** Opening DATA FOR ANALYSIS block **

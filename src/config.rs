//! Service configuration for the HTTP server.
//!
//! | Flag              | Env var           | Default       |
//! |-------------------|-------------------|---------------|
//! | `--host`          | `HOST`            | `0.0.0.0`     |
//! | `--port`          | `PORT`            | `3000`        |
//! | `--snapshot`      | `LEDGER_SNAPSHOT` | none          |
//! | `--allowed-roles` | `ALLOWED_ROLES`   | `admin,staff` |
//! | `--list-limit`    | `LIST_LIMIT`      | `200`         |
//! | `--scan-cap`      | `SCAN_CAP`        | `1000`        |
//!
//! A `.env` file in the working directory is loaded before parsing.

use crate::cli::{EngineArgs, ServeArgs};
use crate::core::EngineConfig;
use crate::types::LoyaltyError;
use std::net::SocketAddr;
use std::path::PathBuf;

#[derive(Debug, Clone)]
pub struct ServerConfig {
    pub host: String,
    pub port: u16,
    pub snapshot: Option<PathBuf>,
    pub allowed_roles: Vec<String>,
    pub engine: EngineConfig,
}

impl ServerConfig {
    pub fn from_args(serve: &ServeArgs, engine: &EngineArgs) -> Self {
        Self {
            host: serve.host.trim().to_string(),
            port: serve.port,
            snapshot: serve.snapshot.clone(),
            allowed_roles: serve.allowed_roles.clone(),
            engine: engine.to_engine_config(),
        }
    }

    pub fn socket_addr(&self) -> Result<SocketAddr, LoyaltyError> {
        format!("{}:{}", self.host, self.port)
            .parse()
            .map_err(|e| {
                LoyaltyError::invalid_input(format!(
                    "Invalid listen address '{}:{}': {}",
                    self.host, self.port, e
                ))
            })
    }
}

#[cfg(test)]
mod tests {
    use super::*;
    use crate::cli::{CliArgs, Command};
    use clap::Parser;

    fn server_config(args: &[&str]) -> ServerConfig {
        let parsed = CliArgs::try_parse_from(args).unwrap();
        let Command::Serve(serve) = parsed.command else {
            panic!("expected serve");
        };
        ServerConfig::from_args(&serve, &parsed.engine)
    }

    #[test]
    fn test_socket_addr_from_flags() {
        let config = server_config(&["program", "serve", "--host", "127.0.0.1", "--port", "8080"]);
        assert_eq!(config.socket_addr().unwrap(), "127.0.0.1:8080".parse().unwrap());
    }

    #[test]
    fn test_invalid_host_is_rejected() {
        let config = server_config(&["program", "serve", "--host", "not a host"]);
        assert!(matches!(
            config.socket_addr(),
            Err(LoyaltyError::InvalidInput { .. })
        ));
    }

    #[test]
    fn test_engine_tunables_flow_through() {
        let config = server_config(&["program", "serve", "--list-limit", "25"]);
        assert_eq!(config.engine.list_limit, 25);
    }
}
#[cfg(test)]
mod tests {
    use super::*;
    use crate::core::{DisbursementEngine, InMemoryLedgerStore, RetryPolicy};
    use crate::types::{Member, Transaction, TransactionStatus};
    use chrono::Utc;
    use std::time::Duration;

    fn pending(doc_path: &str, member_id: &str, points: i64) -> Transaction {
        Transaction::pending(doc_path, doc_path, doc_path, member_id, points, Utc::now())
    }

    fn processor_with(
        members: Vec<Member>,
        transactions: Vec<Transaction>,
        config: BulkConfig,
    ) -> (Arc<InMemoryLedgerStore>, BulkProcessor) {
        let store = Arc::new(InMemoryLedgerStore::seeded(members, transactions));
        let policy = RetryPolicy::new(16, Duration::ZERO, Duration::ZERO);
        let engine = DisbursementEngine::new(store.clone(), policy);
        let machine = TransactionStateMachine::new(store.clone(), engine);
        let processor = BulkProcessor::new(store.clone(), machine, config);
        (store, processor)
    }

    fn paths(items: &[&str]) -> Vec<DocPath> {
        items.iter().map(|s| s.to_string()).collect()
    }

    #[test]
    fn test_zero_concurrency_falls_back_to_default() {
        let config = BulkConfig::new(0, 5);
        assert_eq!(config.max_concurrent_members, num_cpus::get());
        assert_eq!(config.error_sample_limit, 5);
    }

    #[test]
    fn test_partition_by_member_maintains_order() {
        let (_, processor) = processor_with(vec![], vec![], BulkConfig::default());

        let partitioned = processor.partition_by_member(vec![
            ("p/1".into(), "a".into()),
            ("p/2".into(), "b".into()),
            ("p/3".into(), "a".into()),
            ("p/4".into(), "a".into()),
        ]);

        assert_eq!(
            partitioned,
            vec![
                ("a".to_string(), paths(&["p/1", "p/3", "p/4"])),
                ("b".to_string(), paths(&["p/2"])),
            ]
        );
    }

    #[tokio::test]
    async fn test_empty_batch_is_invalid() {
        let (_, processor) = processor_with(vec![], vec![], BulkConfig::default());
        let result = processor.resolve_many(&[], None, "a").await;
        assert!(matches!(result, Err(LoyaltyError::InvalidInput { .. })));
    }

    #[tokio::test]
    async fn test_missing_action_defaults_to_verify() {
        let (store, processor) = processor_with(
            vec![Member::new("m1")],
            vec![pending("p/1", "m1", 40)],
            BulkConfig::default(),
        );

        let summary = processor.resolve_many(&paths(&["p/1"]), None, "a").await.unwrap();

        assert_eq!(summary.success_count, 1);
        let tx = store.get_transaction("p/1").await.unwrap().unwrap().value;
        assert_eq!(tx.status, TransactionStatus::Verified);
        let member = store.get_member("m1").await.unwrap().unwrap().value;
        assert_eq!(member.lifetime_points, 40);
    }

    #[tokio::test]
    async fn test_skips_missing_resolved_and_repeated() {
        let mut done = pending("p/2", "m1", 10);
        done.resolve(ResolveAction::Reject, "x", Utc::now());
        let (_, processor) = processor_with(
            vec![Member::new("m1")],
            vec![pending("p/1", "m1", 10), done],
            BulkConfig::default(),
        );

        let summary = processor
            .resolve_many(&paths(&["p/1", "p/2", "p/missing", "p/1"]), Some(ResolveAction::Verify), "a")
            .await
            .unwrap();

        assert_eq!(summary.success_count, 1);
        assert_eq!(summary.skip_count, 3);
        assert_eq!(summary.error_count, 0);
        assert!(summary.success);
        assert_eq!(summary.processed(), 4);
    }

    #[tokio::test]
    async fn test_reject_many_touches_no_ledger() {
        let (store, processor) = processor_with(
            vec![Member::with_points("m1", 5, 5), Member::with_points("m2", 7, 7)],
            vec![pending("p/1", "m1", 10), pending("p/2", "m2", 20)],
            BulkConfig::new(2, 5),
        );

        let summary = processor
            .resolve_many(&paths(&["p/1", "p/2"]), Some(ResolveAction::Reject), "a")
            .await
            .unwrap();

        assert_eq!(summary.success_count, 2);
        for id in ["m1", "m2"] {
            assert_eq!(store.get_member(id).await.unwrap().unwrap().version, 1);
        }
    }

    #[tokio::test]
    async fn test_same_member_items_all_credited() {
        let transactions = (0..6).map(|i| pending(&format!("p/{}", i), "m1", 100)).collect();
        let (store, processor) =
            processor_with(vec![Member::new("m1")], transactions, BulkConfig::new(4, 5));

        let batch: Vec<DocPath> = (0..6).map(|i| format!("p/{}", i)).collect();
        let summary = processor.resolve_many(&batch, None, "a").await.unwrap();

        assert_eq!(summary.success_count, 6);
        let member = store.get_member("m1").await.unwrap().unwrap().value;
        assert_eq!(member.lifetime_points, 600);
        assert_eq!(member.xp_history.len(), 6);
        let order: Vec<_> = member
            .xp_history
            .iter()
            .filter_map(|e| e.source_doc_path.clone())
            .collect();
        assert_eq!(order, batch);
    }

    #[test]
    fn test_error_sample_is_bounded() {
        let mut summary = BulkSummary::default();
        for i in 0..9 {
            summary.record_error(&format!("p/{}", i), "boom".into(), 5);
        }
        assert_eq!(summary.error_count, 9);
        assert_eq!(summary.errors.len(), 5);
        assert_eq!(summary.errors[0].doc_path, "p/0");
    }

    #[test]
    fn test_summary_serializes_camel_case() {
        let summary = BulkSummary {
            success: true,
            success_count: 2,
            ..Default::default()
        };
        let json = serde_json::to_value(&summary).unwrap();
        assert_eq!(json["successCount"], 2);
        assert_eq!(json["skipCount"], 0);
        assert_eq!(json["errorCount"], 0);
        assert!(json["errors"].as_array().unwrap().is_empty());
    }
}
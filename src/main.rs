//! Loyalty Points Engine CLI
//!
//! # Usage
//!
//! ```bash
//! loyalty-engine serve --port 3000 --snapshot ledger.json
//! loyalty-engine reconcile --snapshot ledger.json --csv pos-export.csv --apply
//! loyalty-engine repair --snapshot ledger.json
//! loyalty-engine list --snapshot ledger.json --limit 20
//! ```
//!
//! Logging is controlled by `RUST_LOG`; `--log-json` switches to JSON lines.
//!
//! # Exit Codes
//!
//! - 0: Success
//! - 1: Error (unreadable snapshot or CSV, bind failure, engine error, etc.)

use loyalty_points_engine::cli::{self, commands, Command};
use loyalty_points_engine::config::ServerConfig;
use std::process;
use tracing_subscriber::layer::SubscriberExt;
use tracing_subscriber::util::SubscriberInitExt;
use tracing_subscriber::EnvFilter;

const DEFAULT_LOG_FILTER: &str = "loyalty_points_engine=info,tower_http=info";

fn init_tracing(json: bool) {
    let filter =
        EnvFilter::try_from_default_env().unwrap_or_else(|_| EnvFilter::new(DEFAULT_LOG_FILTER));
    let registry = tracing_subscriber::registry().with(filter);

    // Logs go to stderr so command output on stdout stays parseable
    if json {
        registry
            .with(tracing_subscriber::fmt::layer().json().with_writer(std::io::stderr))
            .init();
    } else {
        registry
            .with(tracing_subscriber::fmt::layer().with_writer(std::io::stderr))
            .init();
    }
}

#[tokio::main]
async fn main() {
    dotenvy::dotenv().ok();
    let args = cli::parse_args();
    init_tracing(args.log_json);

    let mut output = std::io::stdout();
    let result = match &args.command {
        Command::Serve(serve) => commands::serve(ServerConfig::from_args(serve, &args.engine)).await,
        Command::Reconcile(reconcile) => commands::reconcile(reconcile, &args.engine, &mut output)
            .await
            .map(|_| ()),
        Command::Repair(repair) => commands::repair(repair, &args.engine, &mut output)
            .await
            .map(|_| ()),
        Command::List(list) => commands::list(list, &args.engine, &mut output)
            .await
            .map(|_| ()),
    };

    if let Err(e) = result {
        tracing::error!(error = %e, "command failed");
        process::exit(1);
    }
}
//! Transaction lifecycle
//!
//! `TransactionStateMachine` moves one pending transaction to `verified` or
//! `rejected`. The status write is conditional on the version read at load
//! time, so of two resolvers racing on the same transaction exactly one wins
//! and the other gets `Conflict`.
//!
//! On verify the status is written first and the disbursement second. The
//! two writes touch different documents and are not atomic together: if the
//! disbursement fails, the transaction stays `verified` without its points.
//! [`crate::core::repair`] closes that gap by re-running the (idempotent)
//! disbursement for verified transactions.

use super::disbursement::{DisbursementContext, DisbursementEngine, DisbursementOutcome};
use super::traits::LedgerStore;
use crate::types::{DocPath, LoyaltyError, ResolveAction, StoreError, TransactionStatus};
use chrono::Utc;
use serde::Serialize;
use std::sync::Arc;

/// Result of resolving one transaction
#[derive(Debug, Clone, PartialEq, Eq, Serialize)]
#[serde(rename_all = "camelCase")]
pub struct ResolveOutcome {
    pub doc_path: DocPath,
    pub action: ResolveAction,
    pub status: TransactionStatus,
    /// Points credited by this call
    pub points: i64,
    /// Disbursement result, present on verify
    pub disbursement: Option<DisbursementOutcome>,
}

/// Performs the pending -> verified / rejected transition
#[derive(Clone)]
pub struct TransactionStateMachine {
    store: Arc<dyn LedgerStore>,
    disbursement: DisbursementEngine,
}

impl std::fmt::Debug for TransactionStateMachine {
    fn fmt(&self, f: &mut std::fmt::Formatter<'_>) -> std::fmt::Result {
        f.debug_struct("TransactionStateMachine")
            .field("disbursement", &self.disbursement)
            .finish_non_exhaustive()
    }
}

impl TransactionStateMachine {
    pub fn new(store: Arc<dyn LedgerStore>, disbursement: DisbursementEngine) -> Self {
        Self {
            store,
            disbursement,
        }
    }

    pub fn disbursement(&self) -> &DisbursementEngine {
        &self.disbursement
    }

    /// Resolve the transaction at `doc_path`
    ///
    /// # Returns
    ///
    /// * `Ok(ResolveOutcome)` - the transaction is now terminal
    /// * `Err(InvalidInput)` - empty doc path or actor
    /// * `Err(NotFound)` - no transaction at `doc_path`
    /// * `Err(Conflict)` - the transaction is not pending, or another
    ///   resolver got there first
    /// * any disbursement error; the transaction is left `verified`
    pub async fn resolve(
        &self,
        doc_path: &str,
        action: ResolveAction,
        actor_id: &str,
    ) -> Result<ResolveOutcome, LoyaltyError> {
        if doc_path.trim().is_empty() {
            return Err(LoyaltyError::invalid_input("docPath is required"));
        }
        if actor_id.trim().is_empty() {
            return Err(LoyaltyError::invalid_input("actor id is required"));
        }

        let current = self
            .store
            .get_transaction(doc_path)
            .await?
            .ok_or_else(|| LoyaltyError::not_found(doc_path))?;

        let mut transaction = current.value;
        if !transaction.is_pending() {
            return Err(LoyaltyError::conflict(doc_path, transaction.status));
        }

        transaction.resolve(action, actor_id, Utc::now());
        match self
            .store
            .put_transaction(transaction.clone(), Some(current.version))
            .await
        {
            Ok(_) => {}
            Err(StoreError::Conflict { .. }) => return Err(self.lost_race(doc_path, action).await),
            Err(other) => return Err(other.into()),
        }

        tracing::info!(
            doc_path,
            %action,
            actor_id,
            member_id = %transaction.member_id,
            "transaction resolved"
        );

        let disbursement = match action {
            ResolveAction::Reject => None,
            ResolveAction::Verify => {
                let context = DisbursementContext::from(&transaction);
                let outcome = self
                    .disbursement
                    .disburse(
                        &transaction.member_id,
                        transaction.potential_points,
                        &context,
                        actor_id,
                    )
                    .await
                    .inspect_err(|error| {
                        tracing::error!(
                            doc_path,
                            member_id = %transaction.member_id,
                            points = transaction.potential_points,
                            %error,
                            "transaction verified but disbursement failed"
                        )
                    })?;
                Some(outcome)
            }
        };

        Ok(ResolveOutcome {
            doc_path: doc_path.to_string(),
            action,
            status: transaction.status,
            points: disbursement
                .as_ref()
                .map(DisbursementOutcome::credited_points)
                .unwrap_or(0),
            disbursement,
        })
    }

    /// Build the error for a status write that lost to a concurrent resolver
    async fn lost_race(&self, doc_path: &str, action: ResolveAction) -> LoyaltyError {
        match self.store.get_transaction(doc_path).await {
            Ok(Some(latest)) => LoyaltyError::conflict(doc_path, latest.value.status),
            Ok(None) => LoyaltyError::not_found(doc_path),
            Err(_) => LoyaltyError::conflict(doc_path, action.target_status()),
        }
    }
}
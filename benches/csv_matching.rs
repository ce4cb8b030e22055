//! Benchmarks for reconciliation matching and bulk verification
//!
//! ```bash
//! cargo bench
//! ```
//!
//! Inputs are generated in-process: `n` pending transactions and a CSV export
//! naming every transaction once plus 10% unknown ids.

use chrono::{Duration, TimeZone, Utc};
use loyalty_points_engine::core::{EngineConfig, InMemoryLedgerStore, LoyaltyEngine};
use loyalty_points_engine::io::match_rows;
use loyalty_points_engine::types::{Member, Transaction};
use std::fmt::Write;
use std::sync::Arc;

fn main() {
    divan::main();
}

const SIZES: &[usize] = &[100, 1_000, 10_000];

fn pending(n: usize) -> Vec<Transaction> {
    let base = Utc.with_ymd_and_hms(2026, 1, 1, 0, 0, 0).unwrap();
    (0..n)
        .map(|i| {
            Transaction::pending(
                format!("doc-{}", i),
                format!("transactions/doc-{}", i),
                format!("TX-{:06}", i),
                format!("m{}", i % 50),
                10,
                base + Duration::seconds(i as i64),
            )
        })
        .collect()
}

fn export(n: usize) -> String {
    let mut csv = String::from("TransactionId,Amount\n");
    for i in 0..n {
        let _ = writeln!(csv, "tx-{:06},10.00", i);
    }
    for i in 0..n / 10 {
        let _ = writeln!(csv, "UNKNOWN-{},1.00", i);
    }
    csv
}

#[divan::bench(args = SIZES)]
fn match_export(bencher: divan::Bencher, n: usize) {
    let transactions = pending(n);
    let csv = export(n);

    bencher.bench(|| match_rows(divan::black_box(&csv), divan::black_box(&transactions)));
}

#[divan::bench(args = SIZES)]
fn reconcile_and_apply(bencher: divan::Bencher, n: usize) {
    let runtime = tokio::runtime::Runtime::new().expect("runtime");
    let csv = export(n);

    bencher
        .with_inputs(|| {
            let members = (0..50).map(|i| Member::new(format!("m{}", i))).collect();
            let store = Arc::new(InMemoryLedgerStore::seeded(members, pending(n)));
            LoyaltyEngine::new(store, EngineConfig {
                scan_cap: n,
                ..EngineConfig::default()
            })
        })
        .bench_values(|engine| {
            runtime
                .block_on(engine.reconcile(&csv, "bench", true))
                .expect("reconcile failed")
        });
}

** Closing DATA FOR ANALYSIS block **

WHAT YOU SHOULD DO: Work out how many lines in the records above contain the word "base", and reply with that number alone.

RESULT BELOW: 2